=== Extracted material ===
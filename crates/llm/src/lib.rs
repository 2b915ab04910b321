//! Text generation collaborator.
//!
//! The pipeline sees the hosted language model only through
//! [`TextGenerator`]: one prompt in, one text document out. No streaming
//! and no tool calls. [`MessagesClient`] is the production implementation.

pub mod client;
pub mod config;

use async_trait::async_trait;

pub use client::MessagesClient;
pub use config::LlmConfig;

/// Errors from a text generation backend.
#[derive(Debug, thiserror::Error)]
pub enum LlmError {
    /// The HTTP request itself failed (network, DNS, TLS, timeout, etc.).
    #[error("HTTP request failed: {0}")]
    Request(#[from] reqwest::Error),

    /// The service returned a non-2xx status code.
    #[error("Language model API error ({status}): {body}")]
    Api { status: u16, body: String },

    /// The service answered but produced no text.
    #[error("Language model returned no text content")]
    EmptyResponse,

    /// No credential is configured.
    #[error("Language model API key is not configured")]
    NotConfigured,
}

/// A single completion request.
#[derive(Debug, Clone, PartialEq, Eq)]
pub struct CompletionRequest {
    pub system: Option<String>,
    pub prompt: String,
    /// Overrides the configured completion limit when set.
    pub max_tokens: Option<u32>,
}

impl CompletionRequest {
    pub fn new(prompt: impl Into<String>) -> Self {
        Self {
            system: None,
            prompt: prompt.into(),
            max_tokens: None,
        }
    }

    pub fn with_system(mut self, system: impl Into<String>) -> Self {
        self.system = Some(system.into());
        self
    }
}

/// One-shot text completion.
#[async_trait]
pub trait TextGenerator: Send + Sync {
    async fn complete(&self, request: &CompletionRequest) -> Result<String, LlmError>;
}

=== Task statement ===
Filter the entries down to the lines that include the string "HTTP".

=== Result for this exercise ===
    /// The HTTP request itself failed (network, DNS, TLS, timeout, etc.).
    #[error("HTTP request failed: {0}")]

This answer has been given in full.